Tap, tap, tap!… Avec ardeur je viens de mettre le dernier clou à la deuxième semelle des bottines de Madame Chauffel. Eh bien, elles m’en auront fait voir ces bottines à l’ancienne ! J’ai pourtant essayé de convaincre ma cliente que ses chaussures étaient toutes bonnes à mettre au rebut. Mais pour elle ces bottines avaient bien plus qu’une valeur utilitaire : ce sont celles que son défunt mari lui avait offertes pour leurs dix ans de mariage. Elles avaient alors fière allure : noires, demi-montantes à lacets rouges avec deux boucles de dragons en faux argent. Le chic du chic, quoi ! Je me plais à imaginer les lieux parcourus par cette paire émérite : pas des entrepôts ou des quais de gare, plutôt des salons et théâtres, là où elles et leur propriétaire avaient coutume de briller.

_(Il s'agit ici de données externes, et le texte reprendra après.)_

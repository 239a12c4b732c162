//! SQLite repository adapter.
#![allow(clippy::collapsible_if)]

use async_trait::async_trait;
use rust_decimal::Decimal;
use sqlx::SqlitePool;
use sqlx::sqlite::{SqliteConnectOptions, SqlitePoolOptions};
use std::str::FromStr;

use topup_types::{
    Page, PageRequest, PhoneNumber, RepoError, TransactionDomain, TransactionId,
    TransactionRepository, TransactionStatus, UserId,
};

use crate::types::{
    DbAmount, DbTransaction, TRANSACTION_COLUMNS, format_timestamp, parse_decimal,
};

// ─────────────────────────────────────────────────────────────────────────────
// SQLite Repository
// ─────────────────────────────────────────────────────────────────────────────

/// SQLite repository implementation.
pub struct SqliteRepo {
    pool: SqlitePool,
}

impl SqliteRepo {
    /// Creates a new SQLite repository with automatic migration.
    pub async fn new(database_url: &str) -> anyhow::Result<Self> {
        let in_memory = database_url.contains(":memory:");

        // Ensure on-disk SQLite target directory exists (no-op for in-memory).
        if let Some(path) = database_url.strip_prefix("sqlite://") {
            // Remove query parameters
            let path = path.split('?').next().unwrap_or(path);
            if !in_memory {
                let p = std::path::Path::new(path);
                if let Some(parent) = p.parent() {
                    if !parent.as_os_str().is_empty() {
                        tokio::fs::create_dir_all(parent).await?;
                    }
                }
            }
        }

        let options = SqliteConnectOptions::from_str(database_url)?.create_if_missing(true);

        // Each in-memory connection is its own database, so pin the pool to
        // a single connection that never expires.
        let pool = if in_memory {
            SqlitePoolOptions::new()
                .max_connections(1)
                .idle_timeout(None)
                .max_lifetime(None)
                .connect_with(options)
                .await?
        } else {
            SqlitePool::connect_with(options).await?
        };

        let repo = Self { pool };
        repo.create_schema().await?;
        Ok(repo)
    }

    /// Returns a reference to the connection pool.
    pub fn pool(&self) -> &SqlitePool {
        &self.pool
    }

    /// Creates the database schema (for testing with existing pool).
    pub async fn create_schema(&self) -> Result<(), RepoError> {
        let ddl = include_str!("../migrations/0001_create_transactions.sql");
        sqlx::query(ddl)
            .execute(&self.pool)
            .await
            .map_err(|e| RepoError::Database(e.to_string()))?;

        Ok(())
    }

    async fn insert(&self, mut tx: TransactionDomain) -> Result<TransactionDomain, RepoError> {
        let row: (i64,) = sqlx::query_as(
            r#"INSERT INTO transactions (user_id, phone_number, amount, supplier_id, supplier_name, status,
                   external_transaction_id, response_message, response_data, created_at, updated_at, active)
               VALUES (?, ?, ?, ?, ?, ?, ?, ?, ?, ?, ?, ?)
               RETURNING id"#,
        )
        .bind(tx.user_id().value())
        .bind(tx.phone_number().as_str())
        .bind(tx.amount().value().to_string())
        .bind(tx.supplier_id().value())
        .bind(tx.supplier_name())
        .bind(tx.status().code())
        .bind(tx.external_transaction_id())
        .bind(tx.response_message())
        .bind(tx.response_data())
        .bind(format_timestamp(tx.created_at()))
        .bind(format_timestamp(tx.updated_at()))
        .bind(tx.is_active() as i64)
        .fetch_one(&self.pool)
        .await
        .map_err(|e| RepoError::Database(e.to_string()))?;

        tx.assign_id(TransactionId::new(row.0));
        tracing::debug!(transaction_id = row.0, "inserted transaction");
        Ok(tx)
    }

    async fn update(
        &self,
        id: TransactionId,
        tx: TransactionDomain,
    ) -> Result<TransactionDomain, RepoError> {
        let result = sqlx::query(
            r#"UPDATE transactions
               SET user_id = ?, phone_number = ?, amount = ?, supplier_id = ?, supplier_name = ?,
                   status = ?, external_transaction_id = ?, response_message = ?, response_data = ?,
                   updated_at = ?, active = ?
               WHERE id = ?"#,
        )
        .bind(tx.user_id().value())
        .bind(tx.phone_number().as_str())
        .bind(tx.amount().value().to_string())
        .bind(tx.supplier_id().value())
        .bind(tx.supplier_name())
        .bind(tx.status().code())
        .bind(tx.external_transaction_id())
        .bind(tx.response_message())
        .bind(tx.response_data())
        .bind(format_timestamp(tx.updated_at()))
        .bind(tx.is_active() as i64)
        .bind(id.value())
        .execute(&self.pool)
        .await
        .map_err(|e| RepoError::Database(e.to_string()))?;

        if result.rows_affected() == 0 {
            return Err(RepoError::NotFound);
        }

        Ok(tx)
    }
}

// ─────────────────────────────────────────────────────────────────────────────
// Repository implementation
// ─────────────────────────────────────────────────────────────────────────────

#[async_trait]
impl TransactionRepository for SqliteRepo {
    async fn save(&self, tx: TransactionDomain) -> Result<TransactionDomain, RepoError> {
        match tx.id() {
            None => self.insert(tx).await,
            Some(id) => self.update(id, tx).await,
        }
    }

    async fn update_status(
        &self,
        id: TransactionId,
        status: TransactionStatus,
    ) -> Result<Option<TransactionDomain>, RepoError> {
        let result =
            sqlx::query(r#"UPDATE transactions SET status = ?, updated_at = ? WHERE id = ?"#)
                .bind(status.code())
                .bind(format_timestamp(chrono::Utc::now()))
                .bind(id.value())
                .execute(&self.pool)
                .await
                .map_err(|e| RepoError::Database(e.to_string()))?;

        if result.rows_affected() == 0 {
            return Ok(None);
        }

        self.find_by_id(id).await
    }

    async fn find_by_id(&self, id: TransactionId) -> Result<Option<TransactionDomain>, RepoError> {
        let sql = format!("SELECT {} FROM transactions WHERE id = ?", TRANSACTION_COLUMNS);
        let row: Option<DbTransaction> = sqlx::query_as(&sql)
            .bind(id.value())
            .fetch_optional(&self.pool)
            .await
            .map_err(|e| RepoError::Database(e.to_string()))?;

        row.map(DbTransaction::into_domain).transpose()
    }

    async fn find_by_external_transaction_id(
        &self,
        external_id: &str,
    ) -> Result<Option<TransactionDomain>, RepoError> {
        let sql = format!(
            "SELECT {} FROM transactions WHERE external_transaction_id = ? ORDER BY id DESC LIMIT 1",
            TRANSACTION_COLUMNS
        );
        let row: Option<DbTransaction> = sqlx::query_as(&sql)
            .bind(external_id)
            .fetch_optional(&self.pool)
            .await
            .map_err(|e| RepoError::Database(e.to_string()))?;

        row.map(DbTransaction::into_domain).transpose()
    }

    async fn find_by_user_id_and_active(
        &self,
        user_id: UserId,
        page: PageRequest,
    ) -> Result<Page<TransactionDomain>, RepoError> {
        let total: (i64,) =
            sqlx::query_as(r#"SELECT COUNT(*) FROM transactions WHERE user_id = ? AND active = 1"#)
                .bind(user_id.value())
                .fetch_one(&self.pool)
                .await
                .map_err(|e| RepoError::Database(e.to_string()))?;

        let sql = format!(
            "SELECT {} FROM transactions WHERE user_id = ? AND active = 1 \
             ORDER BY created_at DESC, id DESC LIMIT ? OFFSET ?",
            TRANSACTION_COLUMNS
        );
        let rows: Vec<DbTransaction> = sqlx::query_as(&sql)
            .bind(user_id.value())
            .bind(i64::from(page.size()))
            .bind(page.offset() as i64)
            .fetch_all(&self.pool)
            .await
            .map_err(|e| RepoError::Database(e.to_string()))?;

        let content = rows
            .into_iter()
            .map(DbTransaction::into_domain)
            .collect::<Result<Vec<_>, _>>()?;

        Ok(Page::new(content, page, total.0 as u64))
    }

    async fn find_by_phone_number_and_active(
        &self,
        phone: &PhoneNumber,
    ) -> Result<Vec<TransactionDomain>, RepoError> {
        let sql = format!(
            "SELECT {} FROM transactions WHERE phone_number = ? AND active = 1 \
             ORDER BY created_at DESC, id DESC",
            TRANSACTION_COLUMNS
        );
        let rows: Vec<DbTransaction> = sqlx::query_as(&sql)
            .bind(phone.as_str())
            .fetch_all(&self.pool)
            .await
            .map_err(|e| RepoError::Database(e.to_string()))?;

        rows.into_iter().map(DbTransaction::into_domain).collect()
    }

    async fn count_by_status(&self, status: TransactionStatus) -> Result<i64, RepoError> {
        let row: (i64,) =
            sqlx::query_as(r#"SELECT COUNT(*) FROM transactions WHERE status = ? AND active = 1"#)
                .bind(status.code())
                .fetch_one(&self.pool)
                .await
                .map_err(|e| RepoError::Database(e.to_string()))?;

        Ok(row.0)
    }

    async fn total_completed_amount_by_user(
        &self,
        user_id: UserId,
    ) -> Result<Decimal, RepoError> {
        let rows: Vec<DbAmount> = sqlx::query_as(
            r#"SELECT amount FROM transactions WHERE user_id = ? AND status = 'COMPLETED' AND active = 1"#,
        )
        .bind(user_id.value())
        .fetch_all(&self.pool)
        .await
        .map_err(|e| RepoError::Database(e.to_string()))?;

        rows.iter()
            .try_fold(Decimal::ZERO, |acc, row| Ok(acc + parse_decimal(&row.amount)?))
    }
}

Ding, Ding !… Le tintement de la clochette d’entrée m’arrache à ma rêverie. Je contourne la cloison qui sépare mon atelier du comptoir d’accueil. C’est une jeune dame accompagné d’un garçonnet qui doit avoir huit ans.
— Madame ? Qu’y a-t-il pour votre service ?
— Voilà, dit-elle en sortant de son cabas une paire de souliers d’enfant. Ces chaussures font mal à Guillaume. Hein, Guillaume ! Montre à Monsieur où ça te fait mal.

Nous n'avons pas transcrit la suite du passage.